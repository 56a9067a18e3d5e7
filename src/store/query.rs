//! Statement rendering and value binding for the store.
//!
//! Vectors travel as pgvector text (`[1,2,3]`) bound as `text` and cast
//! server-side. Declared metadata values are bound the same way and cast to
//! the column type, so a single bind type serves every column.

use crate::filter::value_text;
use crate::index::DistanceStrategy;
use crate::schema::{LayoutColumn, TableLayout};
use crate::{Error, Result, describe_db_error};
use serde_json::Value;
use std::fmt::Write as _;
use uuid::Uuid;

/// SQLSTATE class for integrity constraint violations.
const INTEGRITY_CONSTRAINT_CLASS: &str = "23";

/// Formats a vector as pgvector text: `[1,2.5,3]`.
pub(crate) fn format_vector(values: &[f32]) -> String {
    let values: Vec<String> = values.iter().map(ToString::to_string).collect();
    format!("[{}]", values.join(","))
}

/// Parses pgvector text back into a vector.
pub(crate) fn parse_vector(text: &str) -> Result<Vec<f32>> {
    let inner = text
        .trim()
        .strip_prefix('[')
        .and_then(|rest| rest.strip_suffix(']'))
        .ok_or_else(|| Error::OperationFailed {
            operation: "parse_vector".to_string(),
            cause: format!("'{text}' is not a vector literal"),
        })?;
    if inner.trim().is_empty() {
        return Ok(Vec::new());
    }
    inner
        .split(',')
        .map(|v| {
            v.trim().parse::<f32>().map_err(|e| Error::OperationFailed {
                operation: "parse_vector".to_string(),
                cause: format!("'{v}': {e}"),
            })
        })
        .collect()
}

/// Checks a vector against the table dimension before any SQL runs.
pub(crate) fn check_vector(values: &[f32], dimension: usize, what: &str) -> Result<()> {
    if values.len() != dimension {
        return Err(Error::Configuration(format!(
            "{what} has {} dimensions, expected {dimension}",
            values.len()
        )));
    }
    if let Some(position) = values.iter().position(|v| !v.is_finite()) {
        return Err(Error::Configuration(format!(
            "{what} has a non-finite value at position {position}"
        )));
    }
    Ok(())
}

/// Renders the `INSERT` for one record.
///
/// Placeholders: `$1` id, `$2` content, `$3` vector, then one per declared
/// column, then the JSON column if the table has one.
pub(crate) fn insert_statement(layout: &TableLayout, upsert: bool) -> String {
    let columns: Vec<String> = layout
        .column_names()
        .into_iter()
        .map(|name| format!("\"{name}\""))
        .collect();

    let mut values = vec!["$1".to_string(), "$2".to_string(), "$3::text::vector".to_string()];
    let mut next = 4;
    for column in &layout.metadata_columns {
        values.push(format!("${next}::text::{}", column.data_type));
        next += 1;
    }
    if layout.metadata_json_column.is_some() {
        values.push(format!("${next}::jsonb"));
    }

    let mut sql = format!(
        "INSERT INTO {} ({}) VALUES ({})",
        layout.qualified_name(),
        columns.join(", "),
        values.join(", ")
    );
    if upsert {
        let updates: Vec<String> = columns
            .iter()
            .skip(1)
            .map(|column| format!("{column} = EXCLUDED.{column}"))
            .collect();
        let _ = write!(
            sql,
            " ON CONFLICT ({}) DO UPDATE SET {}",
            layout.id_column.quoted(),
            updates.join(", ")
        );
    }
    sql
}

/// Renders the ranked nearest-neighbor query.
///
/// `$1` is the query vector; the predicate's placeholders start at `$2`.
/// Result columns: id, content, vector text, each declared column as JSON,
/// the JSON column if any, and the score last.
pub(crate) fn search_statement(
    layout: &TableLayout,
    strategy: DistanceStrategy,
    predicate: Option<&str>,
    limit: usize,
) -> String {
    let embedding = layout.embedding_column.quoted();
    let mut select = vec![
        layout.id_column.quoted(),
        format!("{}::text", layout.content_column.quoted()),
        format!("{embedding}::text"),
    ];
    select.extend(
        layout
            .metadata_columns
            .iter()
            .map(|column| format!("to_jsonb({})", column.name.quoted())),
    );
    if let Some(json) = &layout.metadata_json_column {
        select.push(format!("{}::jsonb", json.quoted()));
    }
    select.push(format!(
        "{}({embedding}, $1::text::vector)",
        strategy.search_function()
    ));

    let mut sql = format!(
        "SELECT {} FROM {}",
        select.join(", "),
        layout.qualified_name()
    );
    if let Some(predicate) = predicate {
        let _ = write!(sql, " WHERE {predicate}");
    }
    let _ = write!(
        sql,
        " ORDER BY {embedding} {} $1::text::vector LIMIT {limit}",
        strategy.operator()
    );
    sql
}

/// Renders the batch delete. `$1` is a `uuid[]`.
pub(crate) fn delete_statement(layout: &TableLayout) -> String {
    format!(
        "DELETE FROM {} WHERE {} = ANY($1)",
        layout.qualified_name(),
        layout.id_column.quoted()
    )
}

pub(crate) fn count_statement(layout: &TableLayout) -> String {
    format!("SELECT count(*) FROM {}", layout.qualified_name())
}

/// Renders a metadata value as text for a declared column.
///
/// `None` binds SQL `NULL`.
pub(crate) fn bind_text(column: &LayoutColumn, value: &Value) -> Option<String> {
    match value {
        Value::Null => None,
        Value::Array(items) if column.data_type.is_array() => Some(array_literal(items)),
        _ if matches!(column.data_type.base_name().as_str(), "json" | "jsonb") => {
            Some(value.to_string())
        },
        _ => Some(value_text(value)),
    }
}

/// Renders a PostgreSQL array literal: `{"a","b",NULL}`.
pub(crate) fn array_literal(items: &[Value]) -> String {
    let elements: Vec<String> = items
        .iter()
        .map(|item| match item {
            Value::Null => "NULL".to_string(),
            Value::Array(nested) => array_literal(nested),
            other => {
                let text = value_text(other).replace('\\', "\\\\").replace('"', "\\\"");
                format!("\"{text}\"")
            },
        })
        .collect();
    format!("{{{}}}", elements.join(","))
}

/// Maps a failed record write.
///
/// Integrity violations name the offending record; anything else is a plain
/// query failure.
pub(crate) fn write_error(
    operation: &str,
    index: usize,
    id: &Uuid,
    e: &tokio_postgres::Error,
) -> Error {
    match e.as_db_error() {
        Some(db) if db.code().code().starts_with(INTEGRITY_CONSTRAINT_CLASS) => {
            Error::ConstraintViolation {
                index,
                id: id.to_string(),
                cause: describe_db_error(e),
            }
        },
        _ => Error::query(operation, e),
    }
}

#[cfg(test)]
mod tests {
    use super::*;
    use crate::schema::{MetadataColumn, TableConfig};
    use test_case::test_case;

    fn layout() -> TableLayout {
        TableConfig::new("docs", 3)
            .with_metadata_columns(vec![
                MetadataColumn::new("category", "text"),
                MetadataColumn::new("page", "integer"),
            ])
            .with_metadata_json_column("metadata_json")
            .validate()
            .unwrap()
    }

    #[test]
    fn test_format_vector() {
        assert_eq!(format_vector(&[1.0, 2.5, -0.125]), "[1,2.5,-0.125]");
        assert_eq!(format_vector(&[]), "[]");
    }

    #[test]
    fn test_parse_vector() {
        assert_eq!(parse_vector("[1,2.5,-0.125]").unwrap(), vec![1.0, 2.5, -0.125]);
        assert_eq!(parse_vector(" [ 1 , 2 ] ").unwrap(), vec![1.0, 2.0]);
        assert!(parse_vector("[]").unwrap().is_empty());
        assert!(parse_vector("1,2").is_err());
        assert!(parse_vector("[1,x]").is_err());
    }

    #[test]
    fn test_check_vector() {
        assert!(check_vector(&[1.0, 2.0, 3.0], 3, "query").is_ok());

        let err = check_vector(&[1.0, 2.0], 3, "query").unwrap_err();
        assert!(matches!(err, Error::Configuration(msg) if msg.contains("2 dimensions, expected 3")));

        let err = check_vector(&[1.0, f32::NAN, 3.0], 3, "record 4").unwrap_err();
        assert!(matches!(err, Error::Configuration(msg) if msg.starts_with("record 4")));
    }

    #[test]
    fn test_insert_statement() {
        assert_eq!(
            insert_statement(&layout(), false),
            "INSERT INTO \"public\".\"docs\" (\"embedding_id\", \"content\", \"embedding\", \
             \"category\", \"page\", \"metadata_json\") VALUES ($1, $2, $3::text::vector, \
             $4::text::text, $5::text::integer, $6::jsonb)"
        );
    }

    #[test]
    fn test_upsert_statement_updates_every_other_column() {
        let sql = insert_statement(&layout(), true);
        assert!(sql.ends_with(
            "ON CONFLICT (\"embedding_id\") DO UPDATE SET \"content\" = EXCLUDED.\"content\", \
             \"embedding\" = EXCLUDED.\"embedding\", \"category\" = EXCLUDED.\"category\", \
             \"page\" = EXCLUDED.\"page\", \"metadata_json\" = EXCLUDED.\"metadata_json\""
        ));
    }

    #[test]
    fn test_insert_without_metadata() {
        let layout = TableConfig::new("docs", 3).validate().unwrap();
        assert_eq!(
            insert_statement(&layout, false),
            "INSERT INTO \"public\".\"docs\" (\"embedding_id\", \"content\", \"embedding\") \
             VALUES ($1, $2, $3::text::vector)"
        );
    }

    #[test]
    fn test_search_statement() {
        let sql = search_statement(
            &layout(),
            DistanceStrategy::Cosine,
            Some("(\"category\" = $2::text::text)"),
            4,
        );
        assert_eq!(
            sql,
            "SELECT \"embedding_id\", \"content\"::text, \"embedding\"::text, \
             to_jsonb(\"category\"), to_jsonb(\"page\"), \"metadata_json\"::jsonb, \
             cosine_distance(\"embedding\", $1::text::vector) FROM \"public\".\"docs\" \
             WHERE (\"category\" = $2::text::text) \
             ORDER BY \"embedding\" <=> $1::text::vector LIMIT 4"
        );
    }

    #[test_case(DistanceStrategy::Euclidean, "l2_distance", "<->")]
    #[test_case(DistanceStrategy::InnerProduct, "inner_product", "<#>")]
    #[test_case(DistanceStrategy::Manhattan, "l1_distance", "<+>")]
    fn test_search_statement_strategy(strategy: DistanceStrategy, function: &str, op: &str) {
        let sql = search_statement(&layout(), strategy, None, 10);
        assert!(sql.contains(&format!("{function}(\"embedding\", $1::text::vector)")));
        assert!(sql.ends_with(&format!("ORDER BY \"embedding\" {op} $1::text::vector LIMIT 10")));
        assert!(!sql.contains("WHERE"));
    }

    #[test]
    fn test_delete_and_count() {
        assert_eq!(
            delete_statement(&layout()),
            "DELETE FROM \"public\".\"docs\" WHERE \"embedding_id\" = ANY($1)"
        );
        assert_eq!(
            count_statement(&layout()),
            "SELECT count(*) FROM \"public\".\"docs\""
        );
    }

    #[test]
    fn test_array_literal_escapes() {
        let items = vec![
            Value::from("plain"),
            Value::from("with \"quote\""),
            Value::from("back\\slash"),
            Value::Null,
            Value::from(3),
        ];
        assert_eq!(
            array_literal(&items),
            r#"{"plain","with \"quote\"","back\\slash",NULL,"3"}"#
        );
    }

    #[test]
    fn test_bind_text() {
        let layout = TableConfig::new("docs", 3)
            .with_metadata_columns(vec![
                MetadataColumn::new("tags", "text[]"),
                MetadataColumn::new("extra", "jsonb"),
                MetadataColumn::new("page", "integer"),
            ])
            .validate()
            .unwrap();
        let (tags, extra, page) = (
            &layout.metadata_columns[0],
            &layout.metadata_columns[1],
            &layout.metadata_columns[2],
        );

        assert_eq!(
            bind_text(tags, &serde_json::json!(["a", "b"])).as_deref(),
            Some(r#"{"a","b"}"#)
        );
        assert_eq!(
            bind_text(extra, &Value::from("x")).as_deref(),
            Some("\"x\"")
        );
        assert_eq!(bind_text(page, &Value::from(7)).as_deref(), Some("7"));
        assert_eq!(bind_text(page, &Value::Null), None);
    }
}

> [EXERCISE BRIEF]
Set down exactly the lines above that run from the start of the listing to the line with "pub(crate) fn format_vector(values: &[f32])". Leave out every later line.

> [SOLUTION FOR THIS PROBLEM]
repository 56a9067a18e3d5e7
filename src/store/query.rs
//! Statement rendering and value binding for the store.
//!
//! Vectors travel as pgvector text (`[1,2,3]`) bound as `text` and cast
//! server-side. Declared metadata values are bound the same way and cast to
//! the column type, so a single bind type serves every column.

use crate::filter::value_text;
use crate::index::DistanceStrategy;
use crate::schema::{LayoutColumn, TableLayout};
use crate::{Error, Result, describe_db_error};
use serde_json::Value;
use std::fmt::Write as _;
use uuid::Uuid;

/// SQLSTATE class for integrity constraint violations.
const INTEGRITY_CONSTRAINT_CLASS: &str = "23";

/// Formats a vector as pgvector text: `[1,2.5,3]`.
pub(crate) fn format_vector(values: &[f32]) -> String {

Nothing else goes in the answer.